Permanece crescendo a defasagem negativa entre os preços dos combustíveis nas refinarias

Por CBIE

De acordo com a atualização mais recente, em 2 de maio, o preço médio do diesel na refinaria nacional ficou em R$ 1,68/litro (ou -27,1%) abaixo do preço no Golfo do México (EUA). O resultado deve-se ao aumento de 10,5% no preço internacional do diesel, e de 3% da taxa de câmbio (R$/US$) com relação à semana anterior (25/4). No período em análise, não houve reajustes no preço do diesel nas refinarias nacionais.

Veja o histórico dos últimos 2 anos no gráfico abaixo:

Na média semanal (de 25 de abril a 2 de maio), o preço do diesel na refinaria nacional ficou R$ 1,86/litro (ou -28,7%) abaixo do preço no Golfo do México (EUA).

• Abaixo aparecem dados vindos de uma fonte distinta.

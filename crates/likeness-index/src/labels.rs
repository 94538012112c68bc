//! Folder classification into a searchable label index.
//!
//! Classification is memoized in the content-addressed cache, keyed by the
//! file path, so re-indexing a folder only runs the classifier on new files.

use crate::engine::EngineHandle;
use crate::{list_images, load_image, IndexError};
use image::RgbaImage;
use likeness_core::classifier::labels_above;
use likeness_core::{CancelToken, Prediction, PredictionItem};
use likeness_store::{ContentAddressedCache, PredictionStore};
use std::collections::HashMap;
use std::path::{Path, PathBuf};

/// Label → files carrying it.
#[derive(Debug, Default, Clone)]
pub struct LabelIndex {
    objects: HashMap<String, Vec<PathBuf>>,
}

impl LabelIndex {
    pub fn insert(&mut self, label: &str, file: &Path) {
        self.objects.entry(label.to_owned()).or_default().push(file.to_path_buf());
    }

    /// Files for `query`, matched after trimming and lower-casing it.
    pub fn find(&self, query: &str) -> &[PathBuf] {
        let query = query.trim().to_lowercase();
        self.objects.get(&query).map(Vec::as_slice).unwrap_or(&[])
    }

    pub fn labels(&self) -> impl Iterator<Item = &str> {
        self.objects.keys().map(String::as_str)
    }

    pub fn is_empty(&self) -> bool {
        self.objects.is_empty()
    }
}

#[derive(Debug, Default, Clone, Copy, PartialEq, Eq)]
pub struct LabelReport {
    pub files: usize,
    pub failed: usize,
}

pub struct LabelIndexer<'a> {
    engine: &'a EngineHandle,
    cache: Option<&'a ContentAddressedCache>,
    threshold: f32,
}

impl<'a> LabelIndexer<'a> {
    pub fn new(engine: &'a EngineHandle, cache: Option<&'a ContentAddressedCache>, threshold: f32) -> Self {
        Self { engine, cache, threshold }
    }

    /// Classify every file in `folder` and index its labels.
    ///
    /// Files that fail to decode or classify are logged and skipped; only
    /// cancellation or an unreadable folder abort the run.
    pub async fn index_folder(
        &self,
        folder: &Path,
        cancel: &CancelToken,
    ) -> Result<(LabelIndex, LabelReport), IndexError> {
        let files = list_images(folder).await?;
        let total = files.len();
        let mut index = LabelIndex::default();
        let mut report = LabelReport::default();

        for (i, file) in files.iter().enumerate() {
            cancel.check()?;
            tracing::debug!(file = %file.display(), progress = i + 1, total, "classifying");

            match self.labels_for(file, cancel).await {
                Ok(labels) => {
                    for label in &labels {
                        index.insert(label, file);
                    }
                    report.files += 1;
                }
                Err(_) if cancel.is_cancelled() => return Err(likeness_core::Cancelled.into()),
                Err(err) => {
                    tracing::warn!(file = %file.display(), error = %err, "skipping file");
                    report.failed += 1;
                }
            }
        }

        tracing::info!(files = report.files, failed = report.failed, "label indexing finished");
        Ok((index, report))
    }

    /// Labels for one file, from the cache when present.
    pub async fn labels_for(&self, file: &Path, cancel: &CancelToken) -> Result<Vec<String>, IndexError> {
        let compute = move || async move {
            let image = load_image(file).await?;
            self.classify_labels(image, cancel).await
        };

        match self.cache {
            Some(cache) => {
                let key = file.to_string_lossy();
                Ok(cache.get_or_compute(key.as_bytes(), compute).await?)
            }
            None => compute().await,
        }
    }

    async fn classify_labels(&self, image: RgbaImage, cancel: &CancelToken) -> Result<Vec<String>, IndexError> {
        let predictions = self.engine.classify(image, cancel).await?;
        Ok(labels_above(&predictions, self.threshold))
    }
}

/// Classify `image` and persist every prediction scoring at least `threshold`
/// under `id`.
pub async fn record_predictions<S: PredictionStore>(
    engine: &EngineHandle,
    store: &S,
    id: &str,
    image: RgbaImage,
    threshold: f32,
    cancel: &CancelToken,
) -> Result<PredictionItem, IndexError> {
    let predictions: Vec<Prediction> = engine
        .classify(image, cancel)
        .await?
        .into_iter()
        .filter(|p| p.score >= threshold)
        .collect();

    let item = PredictionItem {
        identifier: id.to_owned(),
        predictions,
    };
    cancel.run(store.store_prediction(id, &item)).await?;
    Ok(item)
}
// src/types.rs
// Trade lifecycle event model shared by the normalizer, store, projector and read model

use chrono::{DateTime, NaiveDate, NaiveTime, Utc};
use rust_decimal::Decimal;
use serde::{Deserialize, Serialize};
use std::fmt;
use std::str::FromStr;

#[derive(Debug, Clone, Copy, PartialEq, Eq, Hash, Serialize, Deserialize)]
#[serde(rename_all = "SCREAMING_SNAKE_CASE")]
pub enum EventType {
    Entry,
    MfeUpdate,
    BeTriggered,
    ExitBreakEven,
    ExitStopLoss,
    Cancelled,
}

impl EventType {
    pub const ALL: [EventType; 6] = [
        EventType::Entry,
        EventType::MfeUpdate,
        EventType::BeTriggered,
        EventType::ExitBreakEven,
        EventType::ExitStopLoss,
        EventType::Cancelled,
    ];

    pub fn as_str(&self) -> &'static str {
        match self {
            EventType::Entry => "ENTRY",
            EventType::MfeUpdate => "MFE_UPDATE",
            EventType::BeTriggered => "BE_TRIGGERED",
            EventType::ExitBreakEven => "EXIT_BREAK_EVEN",
            EventType::ExitStopLoss => "EXIT_STOP_LOSS",
            EventType::Cancelled => "CANCELLED",
        }
    }

    /// Tie-break order for events sharing one timestamp.
    pub fn sequence_rank(&self) -> u8 {
        match self {
            EventType::Entry => 0,
            EventType::MfeUpdate => 1,
            EventType::BeTriggered => 2,
            EventType::ExitBreakEven => 3,
            EventType::ExitStopLoss => 4,
            EventType::Cancelled => 5,
        }
    }
}

impl fmt::Display for EventType {
    fn fmt(&self, f: &mut fmt::Formatter<'_>) -> fmt::Result {
        write!(f, "{}", self.as_str())
    }
}

impl FromStr for EventType {
    type Err = String;

    fn from_str(s: &str) -> Result<Self, Self::Err> {
        let upper = s.trim().to_ascii_uppercase();
        EventType::ALL
            .iter()
            .copied()
            .find(|t| t.as_str() == upper)
            .ok_or_else(|| s.to_string())
    }
}

#[derive(Debug, Clone, Copy, PartialEq, Eq, Hash, Serialize, Deserialize)]
#[serde(rename_all = "SCREAMING_SNAKE_CASE")]
pub enum Direction {
    Bullish,
    Bearish,
}

impl Direction {
    pub fn as_str(&self) -> &'static str {
        match self {
            Direction::Bullish => "BULLISH",
            Direction::Bearish => "BEARISH",
        }
    }
}

impl fmt::Display for Direction {
    fn fmt(&self, f: &mut fmt::Formatter<'_>) -> fmt::Result {
        write!(f, "{}", self.as_str())
    }
}

impl FromStr for Direction {
    type Err = String;

    fn from_str(s: &str) -> Result<Self, Self::Err> {
        match s.trim().to_ascii_uppercase().as_str() {
            "BULLISH" | "LONG" | "BUY" => Ok(Direction::Bullish),
            "BEARISH" | "SHORT" | "SELL" => Ok(Direction::Bearish),
            _ => Err(s.to_string()),
        }
    }
}

/// One of the two stop-management simulations run over the same signal.
#[derive(Debug, Clone, Copy, PartialEq, Eq, Hash, Serialize, Deserialize)]
#[serde(rename_all = "SCREAMING_SNAKE_CASE")]
pub enum Variant {
    /// Stop moves to entry once 1R is reached.
    Be1,
    /// Stop never moves.
    NoBe,
}

impl fmt::Display for Variant {
    fn fmt(&self, f: &mut fmt::Formatter<'_>) -> fmt::Result {
        match self {
            Variant::Be1 => write!(f, "BE1"),
            Variant::NoBe => write!(f, "NO_BE"),
        }
    }
}

/// Which variant(s) an exit event names.
#[derive(Debug, Clone, Copy, PartialEq, Eq, Hash, Serialize, Deserialize)]
#[serde(rename_all = "SCREAMING_SNAKE_CASE")]
pub enum VariantScope {
    Be1,
    NoBe,
    Both,
}

impl VariantScope {
    pub fn as_str(&self) -> &'static str {
        match self {
            VariantScope::Be1 => "BE1",
            VariantScope::NoBe => "NO_BE",
            VariantScope::Both => "BOTH",
        }
    }

    pub fn includes(&self, variant: Variant) -> bool {
        match self {
            VariantScope::Both => true,
            VariantScope::Be1 => variant == Variant::Be1,
            VariantScope::NoBe => variant == Variant::NoBe,
        }
    }
}

impl FromStr for VariantScope {
    type Err = String;

    fn from_str(s: &str) -> Result<Self, Self::Err> {
        let cleaned: String = s
            .trim()
            .to_ascii_uppercase()
            .chars()
            .filter(|c| c.is_ascii_alphanumeric() || *c == '=')
            .collect();
        match cleaned.as_str() {
            "BE1" | "BE=1" | "BREAKEVEN" => Ok(VariantScope::Be1),
            "NOBE" => Ok(VariantScope::NoBe),
            "BOTH" | "ALL" => Ok(VariantScope::Both),
            _ => Err(s.to_string()),
        }
    }
}

#[derive(Debug, Clone, Copy, PartialEq, Eq, Serialize, Deserialize)]
#[serde(rename_all = "SCREAMING_SNAKE_CASE")]
pub enum VariantPhase {
    AwaitingEntry,
    Active,
    Completed,
}

#[derive(Debug, Clone, Copy, PartialEq, Eq, Serialize, Deserialize)]
#[serde(rename_all = "SCREAMING_SNAKE_CASE")]
pub enum CompletedReason {
    StopLoss,
    BreakEvenStop,
    Cancelled,
}

/// Identity used for idempotent appends.
#[derive(Debug, Clone, PartialEq, Eq, Hash)]
pub struct EventKey {
    pub trade_id: String,
    pub event_timestamp: DateTime<Utc>,
    pub event_type: EventType,
    pub variant: Option<VariantScope>,
}

/// An immutable lifecycle event as delivered by the indicator.
#[derive(Debug, Clone, PartialEq, Serialize)]
pub struct TradeEvent {
    pub trade_id: String,
    pub event_type: EventType,
    pub direction: Direction,
    #[serde(skip_serializing_if = "Option::is_none")]
    pub variant: Option<VariantScope>,
    pub entry_price: Option<Decimal>,
    pub stop_loss_price: Option<Decimal>,
    pub current_price: Option<Decimal>,
    pub be_mfe_r: Option<Decimal>,
    pub no_be_mfe_r: Option<Decimal>,
    pub mae_r: Option<Decimal>,
    pub signal_date: Option<NaiveDate>,
    pub signal_time: Option<NaiveTime>,
    pub event_timestamp: DateTime<Utc>,
    pub raw_payload: serde_json::Value,
    pub payload_sha256: String,
}

impl TradeEvent {
    pub fn key(&self) -> EventKey {
        EventKey {
            trade_id: self.trade_id.clone(),
            event_timestamp: self.event_timestamp,
            event_type: self.event_type,
            variant: self.variant,
        }
    }

    /// `|entry - stop|`, only meaningful on the ENTRY event. `None` when it
    /// does not fit in a `Decimal`.
    pub fn risk_distance(&self) -> Option<Decimal> {
        match (self.entry_price, self.stop_loss_price) {
            (Some(entry), Some(stop)) => entry.checked_sub(stop).map(|d| d.abs()),
            _ => None,
        }
    }

    /// Whether this event ends `variant` when it is applied.
    pub fn terminates(&self, variant: Variant) -> bool {
        match self.event_type {
            EventType::Cancelled => true,
            EventType::ExitBreakEven => variant == Variant::Be1,
            EventType::ExitStopLoss => self
                .variant
                .map_or(true, |scope| scope.includes(variant)),
            _ => false,
        }
    }
}

/// Builder for assembling events in code paths that do not start from a webhook
/// payload (tests and the replay tool).
pub struct TradeEventBuilder {
    event: TradeEvent,
}

impl TradeEventBuilder {
    pub fn new(
        trade_id: impl Into<String>,
        event_type: EventType,
        direction: Direction,
        event_timestamp: DateTime<Utc>,
    ) -> Self {
        Self {
            event: TradeEvent {
                trade_id: trade_id.into(),
                event_type,
                direction,
                variant: None,
                entry_price: None,
                stop_loss_price: None,
                current_price: None,
                be_mfe_r: None,
                no_be_mfe_r: None,
                mae_r: None,
                signal_date: None,
                signal_time: None,
                event_timestamp,
                raw_payload: serde_json::Value::Null,
                payload_sha256: String::new(),
            },
        }
    }

    pub fn prices(mut self, entry_price: Decimal, stop_loss_price: Decimal) -> Self {
        self.event.entry_price = Some(entry_price);
        self.event.stop_loss_price = Some(stop_loss_price);
        self
    }

    pub fn current_price(mut self, price: Decimal) -> Self {
        self.event.current_price = Some(price);
        self
    }

    pub fn excursions(
        mut self,
        be_mfe_r: Option<Decimal>,
        no_be_mfe_r: Option<Decimal>,
        mae_r: Option<Decimal>,
    ) -> Self {
        self.event.be_mfe_r = be_mfe_r;
        self.event.no_be_mfe_r = no_be_mfe_r;
        self.event.mae_r = mae_r;
        self
    }

    pub fn variant(mut self, scope: VariantScope) -> Self {
        self.event.variant = Some(scope);
        self
    }

    pub fn signal_time(mut self, date: NaiveDate, time: NaiveTime) -> Self {
        self.event.signal_date = Some(date);
        self.event.signal_time = Some(time);
        self
    }

    pub fn raw_payload(mut self, payload: serde_json::Value) -> Self {
        self.event.payload_sha256 = crate::normalizer::fingerprint(&payload);
        self.event.raw_payload = payload;
        self
    }

    pub fn build(self) -> TradeEvent {
        self.event
    }
}
// src/projector/anomaly.rs
use crate::types::{EventType, Variant};
use chrono::{DateTime, Utc};
use rust_decimal::Decimal;
use serde::Serialize;

/// Data-quality findings raised while folding a trade's events. None of these
/// stop the fold; they travel alongside the derived state.
#[derive(Debug, Clone, PartialEq, Serialize, thiserror::Error)]
#[serde(tag = "kind", rename_all = "snake_case")]
pub enum Anomaly {
    #[error("{events} event(s) stored without an ENTRY")]
    MissingEntry { events: usize },

    #[error("second ENTRY at {at} ignored")]
    DuplicateEntry { at: DateTime<Utc> },

    #[error("{event_type} at {at} precedes the ENTRY and was ignored")]
    EventBeforeEntry {
        event_type: EventType,
        at: DateTime<Utc>,
    },

    #[error("{variant} favorable excursion reported {reported}R below recorded {recorded}R at {at}")]
    FavorableRegression {
        variant: Variant,
        reported: Decimal,
        recorded: Decimal,
        at: DateTime<Utc>,
    },

    #[error("adverse excursion reported {reported}R below recorded {recorded}R at {at}")]
    AdverseRegression {
        reported: Decimal,
        recorded: Decimal,
        at: DateTime<Utc>,
    },

    #[error("{variant} is already completed, {event_type} at {at} moved its excursion")]
    UpdateAfterCompletion {
        variant: Variant,
        event_type: EventType,
        at: DateTime<Utc>,
    },

    #[error("{variant} already exited, {event_type} at {at} ignored")]
    DuplicateExit {
        variant: Variant,
        event_type: EventType,
        at: DateTime<Utc>,
    },

    #[error("breakeven triggered at {at} with only {max_favorable_r}R recorded")]
    BreakevenBelowThreshold {
        max_favorable_r: Decimal,
        at: DateTime<Utc>,
    },

    #[error("breakeven already triggered, repeat at {at} ignored")]
    DuplicateBreakeven { at: DateTime<Utc> },

    #[error("break-even exit at {at} without a preceding BE_TRIGGERED")]
    BreakEvenExitWithoutTrigger { at: DateTime<Utc> },

    #[error("{variant} already completed when CANCELLED arrived at {at}")]
    CancelAfterCompletion { variant: Variant, at: DateTime<Utc> },
}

O preço da gasolina doméstica ficou R$ 0,86/litro (ou -18,2%) abaixo do preço no Golfo do México (EUA), em 2 de maio. O resultado teve influência do crescimento de 7,2% no preço internacional da gasolina, com relação à última semana, e da taxa de câmbio, citada acima. Tal como para o diesel, não houve reajustes no preço da gasolina nas refinarias nacionais.

Acompanhe a variação nos últimos 2 anos:

Na média semanal (de 25 de abril a 2 de maio), o preço da gasolina na refinaria nacional ficou R$ 0,72/litro (ou -15,6%) abaixo do preço do Golfo do México.

Na semana de análise, o preço do barril de petróleo seguiu sob forte influência do crescimento de casos de infecção por coronavírus (Covid-19) na China, e da intensificação de conversas acerca de sanções econômicas contra a importação de petróleo russo, por parte da União Europeia. Pressões contrárias em ambos os fatores de mercado, oferta e demanda, mantiveram alta a volatilidade da commodity no período.

No início do período de referência, a Rússia interrompeu o fornecimento de gás à Polonia e à Bulgária. A ação foi resultado de retaliação à recusa dos países em realizar os pagamentos de contratos de energéticos em rublos, condição imposta pelo exportador para mitigar os efeitos das sanções econômicas. Em resposta à medida, a União Europeia intensificou as conversas sobre a imposição de restrições mais rigorosas ao petróleo russo, agora com apoio de membros que antes se mostravam reticentes, como a Alemanha.

Durante a semana, a expansão de medidas restritivas à Pequim, devido ao crescimento abrupto de casos na cidade, foi fonte de insegurança quanto à demanda por energéticos do país. Apesar do número de infecções registradas ainda estar em nível consideravelmente inferior à Xangai, o governo chinês já suspendeu parte da infraestrutura de transporte público, como ônibus e metrô, e restringiu a movimentação de moradores em determinados distritos da cidade. A política de “Covid-Zero”, praticada no país, vem sendo alvo de críticas por especialistas internacionais, sobretudo, devido ao potencial impacto no desempenho econômico da China, a partir do segundo trimestre de 2022, cujas projeções já apontam redução acentuada.

Apesar da cotação da commodity vir apresentando fortes oscilações diárias, desde o início da guerra entre Rússia e Ucrânia, há pouco mais de 2 meses, na avaliação mensal, o energético apresenta a maior sequência de ganhos desde o início de 2018, com 5 meses consecutivos de desempenho positivo. Em razão do desempenho do ativo, os maiores ganhadores são as grandes companhias de óleo, que destinam a renda extraordinária para seus programas de recompra de ações e se posicionam para novas rodadas de investimentos, como a ExxonMobil e Chevron.